The Interview

My wife’s powerful breathing wakes me up an hour before the alarm clock is due to sound. She lies on her back like Sleeping Beauty. I climb out of bed consumed with thoughts of my deceased parents. Dreams of them are a rarity, but last night I dreamt dead relatives came one by one to greet me.
I was in awe when my father’s father appeared. He stood wordless and clad in the deepest black suit holding a bottle of whiskey in one hand and a rifle in the other. My father, with a purposeful somber expression appeared next and he articulated his sorrow at missing my teenage years.
Finally, my mother floated in the air dressed in a delicate white fabric with patterned holes. A white scarf draped her pulled-back hair. She stretched her arms, as if intent on presenting me with a bunch of golden daffodils. I tried to take them, but she kept a firm grip, as if to tease me. Her lips tapered to a thin line, and she offered a winsome smile. However, a frown suddenly emerged.
“Be careful,” she said, but I awoke before she was able to tell me what I ought to be careful of.
My mind sticks on the thought of how different my life might have been if my Dad had not died.  As a young boy, I initially thought he was a causality of the U.S invasion, but Mom explained he died in an unrelated vehicular accident. However, shortly after his funeral, I was told by several older cousins that my father took his own life.

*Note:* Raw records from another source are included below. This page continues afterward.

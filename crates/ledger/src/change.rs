//! Ordered per-ingredient stock deltas.

use domain::{IngredientName, Recipe};

use crate::error::{LedgerError, Result};

/// Ingredient units to consume or replenish, applied in insertion order.
///
/// The same ingredient may appear more than once; each occurrence is
/// applied separately and the transaction merges them when recording.
#[derive(Debug, Clone, Default, PartialEq, Eq)]
pub struct StockChange {
    entries: Vec<(IngredientName, u32)>,
}

impl StockChange {
    /// Creates an empty change.
    pub fn new() -> Self {
        Self::default()
    }

    /// Appends an entry, returning the updated change.
    pub fn with(mut self, name: impl Into<IngredientName>, units: u32) -> Self {
        self.push(name, units);
        self
    }

    /// Appends an entry.
    pub fn push(&mut self, name: impl Into<IngredientName>, units: u32) {
        self.entries.push((name.into(), units));
    }

    /// Builds the change needed to prepare `quantity` servings of `recipe`.
    pub fn for_recipe(recipe: &Recipe, quantity: u32) -> Result<Self> {
        let mut change = Self::new();
        for (name, units) in recipe.entries() {
            let scaled = units
                .checked_mul(quantity)
                .ok_or_else(|| LedgerError::QuantityOverflow {
                    name: name.clone(),
                    units,
                    factor: quantity,
                })?;
            change.push(name.clone(), scaled);
        }
        Ok(change)
    }

    /// Iterates over `(ingredient, units)` entries in order.
    pub fn entries(&self) -> impl Iterator<Item = (&IngredientName, u32)> {
        self.entries.iter().map(|(name, units)| (name, *units))
    }

    /// Returns the number of entries.
    pub fn len(&self) -> usize {
        self.entries.len()
    }

    /// Returns true if there are no entries.
    pub fn is_empty(&self) -> bool {
        self.entries.is_empty()
    }
}

impl<N: Into<IngredientName>> FromIterator<(N, u32)> for StockChange {
    fn from_iter<I: IntoIterator<Item = (N, u32)>>(iter: I) -> Self {
        let mut change = Self::new();
        for (name, units) in iter {
            change.push(name, units);
        }
        change
    }
}

#[cfg(test)]
mod tests {
    use super::*;

    #[test]
    fn test_keeps_order_and_repeats() {
        let change = StockChange::new()
            .with("Cheese", 6)
            .with("Garlic", 10)
            .with("Cheese", 1);
        let entries: Vec<_> = change
            .entries()
            .map(|(n, u)| (n.as_str().to_string(), u))
            .collect();
        assert_eq!(
            entries,
            vec![
                ("Cheese".to_string(), 6),
                ("Garlic".to_string(), 10),
                ("Cheese".to_string(), 1)
            ]
        );
    }

    #[test]
    fn test_for_recipe_scales_units() {
        let recipe = Recipe::new().with("Cheese", 2).with("Garlic", 1);
        let change = StockChange::for_recipe(&recipe, 3).unwrap();
        let expected: StockChange = [("Cheese", 6), ("Garlic", 3)].into_iter().collect();
        assert_eq!(change, expected);
    }

    #[test]
    fn test_for_recipe_overflow() {
        let recipe = Recipe::new().with("Cheese", u32::MAX);
        let result = StockChange::for_recipe(&recipe, 2);
        assert!(matches!(
            result,
            Err(LedgerError::QuantityOverflow { factor: 2, .. })
        ));
    }

    #[test]
    fn test_for_empty_recipe() {
        let change = StockChange::for_recipe(&Recipe::new(), 5).unwrap();
        assert!(change.is_empty());
    }
}
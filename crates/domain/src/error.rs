//! Domain error types.

use thiserror::Error;

use crate::entity::EntityKind;

/// Errors raised by uniqueness-enforcing collections.
///
/// Every variant carries the entity kind and the offending natural key or
/// index, so callers can build a precise message without re-querying.
#[derive(Debug, Clone, PartialEq, Eq, Error)]
pub enum EntityError {
    /// An equivalent element already exists.
    #[error("Duplicate {kind}: {key}")]
    Duplicate { kind: EntityKind, key: String },

    /// The target element is absent.
    #[error("{kind} not found: {key}")]
    NotFound { kind: EntityKind, key: String },

    /// An index-based lookup fell outside the collection.
    #[error("Invalid {kind} index {index} (collection holds {len})")]
    IndexOutOfBounds {
        kind: EntityKind,
        index: usize,
        len: usize,
    },
}

impl EntityError {
    /// Returns the entity kind the error refers to.
    pub fn kind(&self) -> EntityKind {
        match self {
            EntityError::Duplicate { kind, .. }
            | EntityError::NotFound { kind, .. }
            | EntityError::IndexOutOfBounds { kind, .. } => *kind,
        }
    }
}

/// Convenience type alias for domain results.
pub type Result<T> = std::result::Result<T, EntityError>;
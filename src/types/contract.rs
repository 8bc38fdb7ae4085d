//! The typed contract record (§3 "Contract record").

use crate::loc::FileSpan;
use crate::symbol::Symbol;
use crate::types::term::{Term, VarId};
use crate::types::ty::Ty;

#[derive(Clone, Debug)]
pub struct Global {
  pub name: Symbol,
  pub var: VarId,
  pub body: Term,
}

/// `(entry_name, parameter_ty, parameter_name, storage_name)` plus its body,
/// typed `(operation list * storage)`, exactly as §3 specifies.
#[derive(Clone, Debug)]
pub struct Entry {
  pub name: Symbol,
  pub param_ty: Ty,
  pub param_var: VarId,
  pub storage_var: VarId,
  pub body: Term,
  pub loc: FileSpan,
}

#[derive(Clone, Debug)]
pub struct Contract {
  pub name: Symbol,
  pub storage: Ty,
  pub globals: Vec<Global>,
  pub entries: Vec<Entry>,
  /// The initializer body, if storage is not a compile-time constant; `None`
  /// means a constant initial storage was computed directly (§6 "Artifacts").
  pub init: Option<Term>,
}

When I questioned my mother demanding the truth, she denied the stories. She swore on her bible that his death was indeed an accident and he hadn’t purposely slammed his sports car into the post that killed him. I never figured out why she’d lied to me, except, maybe, she wanted to protect me from the same type of pain she’d endured when her biological father abandoned her as a tot.
I force all thoughts of my deceased parents out of my mind, as I stand in front of the bathroom’s mirror, and strip down to my birthday suit. I inspect my slightly protruding abdomen, and sigh. I breathe deeply before holding in my breath to make my stomach seem flatter, and firmer. I run the shower and allow the cold water enough time to warm while I brush my teeth. Then I step under the water, and cover my skin with suds before washing off the soapy film. The soapy water runs down the drain in the same direction my marriage is heading. The running water quickly transforms from a soapy sod to a clear hue. I pat my body dry, place my towel around my waist and step toward the bedroom. My wife is still asleep. Her gasping sound reverberates throughout the silence of the early morning. I slip into a white shirt, and a pair of black slacks.

Later, as my noisy car veers toward my workplace, I reminisce about the day, when my older boy, Andrew, as an energetic five year old held his mother’s hand and boarded the plane that was about to take us from Grenada to Canada. My thoughts retreat even further to the last day I worked as a Human Resources Officer at Grenada’s Ministry of Education. Little did I know then, I was leaving a secure though not particularly high paying position, for unreliable, monotonous work in a new land.

I’m green with envy as Janine, Eddie, and Kofi, come to mind. Janine, my daughter’s mother, is a human resources director at a multinational corporation in Florida. Eddie, my younger brother, is a successful insurance broker based in Mississauga, and Kofi, my friend, is a supervisor at a large communications firm in downtown Toronto, while I remain a lowly administrative assistant working under a termagant named Sally.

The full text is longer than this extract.